L’émergence d’une stratégie européenne efficace à l’égard de la Chine suppose que l’Europe rattrape son retard technologique et réduise sa dépendance politique à l’égard de Washington et sa dépendance commerciale à l’égard de Pékin. Qu’elle accompagne la montée en puissance de l’Inde, qui ne tardera pas à challenger la Chine, et qu’elle développe une politique de coopération à grande échelle avec l’Afrique pour lui éviter de devenir l’arrière-cour de Pékin ou de Moscou après avoir été celle de Londres et de Paris.
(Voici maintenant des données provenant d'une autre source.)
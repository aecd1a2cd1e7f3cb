//! ID Generator
//!
//! Snowflake-style 64-bit record IDs.
//!
//! ## Layout
//! ```text
//! ┌──────────────────────────────┬──────────────┬──────────────┐
//! │ ms since epoch offset (41)   │ worker (10)  │ sequence (12)│
//! └──────────────────────────────┴──────────────┴──────────────┘
//! ```
//! At most 4096 IDs per millisecond per instance; past that `next()` spins
//! until the clock moves on.

use std::time::{SystemTime, UNIX_EPOCH};

const WORKER_BITS: u32 = 10;
const SEQUENCE_BITS: u32 = 12;
const TIMESTAMP_BITS: u32 = 41;

pub const MAX_WORKER_ID: i64 = (1 << WORKER_BITS) - 1;
const SEQUENCE_MASK: u64 = (1 << SEQUENCE_BITS) - 1;
const TIMESTAMP_MASK: u64 = (1 << TIMESTAMP_BITS) - 1;

/// Produces record IDs
pub trait IdGenerator {
    fn next_id(&mut self) -> u64;
}

/// Millisecond wall clock
pub trait Clock {
    fn now_millis(&self) -> i64;
}

/// The system clock
#[derive(Debug, Clone, Copy, Default)]
pub struct SystemClock;

impl Clock for SystemClock {
    fn now_millis(&self) -> i64 {
        SystemTime::now()
            .duration_since(UNIX_EPOCH)
            .map(|d| d.as_millis() as i64)
            .unwrap_or(0)
    }
}

/// Snowflake generator state. Not synchronized: callers serialize access.
#[derive(Debug)]
pub struct Snowflake<C = SystemClock> {
    epoch_offset: i64,
    worker_id: i64,
    sequence: u64,
    last_ts: i64,
    clock: C,
}

impl Snowflake<SystemClock> {
    /// Negative `epoch_offset` becomes 0; a `worker_id` outside [0, 1023]
    /// becomes 0.
    pub fn new(epoch_offset: i64, worker_id: i64) -> Self {
        Self::with_clock(epoch_offset, worker_id, SystemClock)
    }
}

impl<C: Clock> Snowflake<C> {
    pub fn with_clock(epoch_offset: i64, worker_id: i64, clock: C) -> Self {
        let epoch_offset = epoch_offset.max(0);
        let worker_id = if (0..=MAX_WORKER_ID).contains(&worker_id) {
            worker_id
        } else {
            0
        };

        Self {
            epoch_offset,
            worker_id,
            sequence: 0,
            last_ts: 0,
            clock,
        }
    }

    pub fn worker_id(&self) -> i64 {
        self.worker_id
    }

    /// Next ID. Never smaller than or equal to the previous one: a stalled or
    /// regressed clock keeps the last timestamp and bumps the sequence.
    pub fn next(&mut self) -> u64 {
        let mut ts = self.clock.now_millis();

        if ts <= self.last_ts {
            self.sequence = (self.sequence + 1) & SEQUENCE_MASK;
            if self.sequence == 0 {
                while ts <= self.last_ts {
                    std::hint::spin_loop();
                    ts = self.clock.now_millis();
                }
            } else {
                ts = self.last_ts;
            }
        } else {
            self.sequence = 0;
        }

        self.last_ts = ts;

        let elapsed = (ts - self.epoch_offset).max(0) as u64 & TIMESTAMP_MASK;
        (elapsed << (WORKER_BITS + SEQUENCE_BITS))
            | ((self.worker_id as u64) << SEQUENCE_BITS)
            | self.sequence
    }
}

impl<C: Clock> IdGenerator for Snowflake<C> {
    fn next_id(&mut self) -> u64 {
        self.next()
    }
}

/// Split an ID into (timestamp ms since epoch offset, worker id, sequence)
pub fn decompose(id: u64) -> (u64, u64, u64) {
    (
        id >> (WORKER_BITS + SEQUENCE_BITS),
        (id >> SEQUENCE_BITS) & MAX_WORKER_ID as u64,
        id & SEQUENCE_MASK,
    )
}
Mais rien de tout cela ne sera possible si nous persistons à vouloir imposer notre modèle politique et notre vision de la société tout en ne défendant pas notre identité et notre héritage culturel. Nous devons nous poser une question fondamentale : pourquoi les peuples du monde entier rêvaient-ils au vingtième siècle de nous ressembler et pourquoi nous rejettent-ils aujourd’hui ?
« L’affrontement entre la Chine et les États-Unis dominera les relations internationales des prochaines décennies. L’enjeu est d’éviter qu’il ne se transforme en un conflit mondial aux conséquences incalculables »
Parce que nous leur retournons l’image du désordre et de l’impuissance. Parce que nos débats absurdes sur le wokisme ou la négation des genres heurtent leurs convictions les plus profondes. Parce que nos solutions concernant les changements climatiques sont vécues comme une double peine. Après avoir été à l’origine des évolutions qui ont conduit à cette situation, nous voulons leur imposer des remèdes qui risquent d’entraver leur développement et d’aggraver dramatiquement leurs conditions de vie.
Pourtant, nous détenons beaucoup de clés de leur avenir et nous avons les ressources, à condition de faire les arbitrages nécessaires, pour être des partenaires exigeants et fiables. L’essentiel est de retrouver la maîtrise de notre destin, la fierté de notre passé tout en acceptant les évolutions du monde.
Faute de le comprendre, nous poursuivrons le chemin qui conduit inéluctablement vers des heures sombres.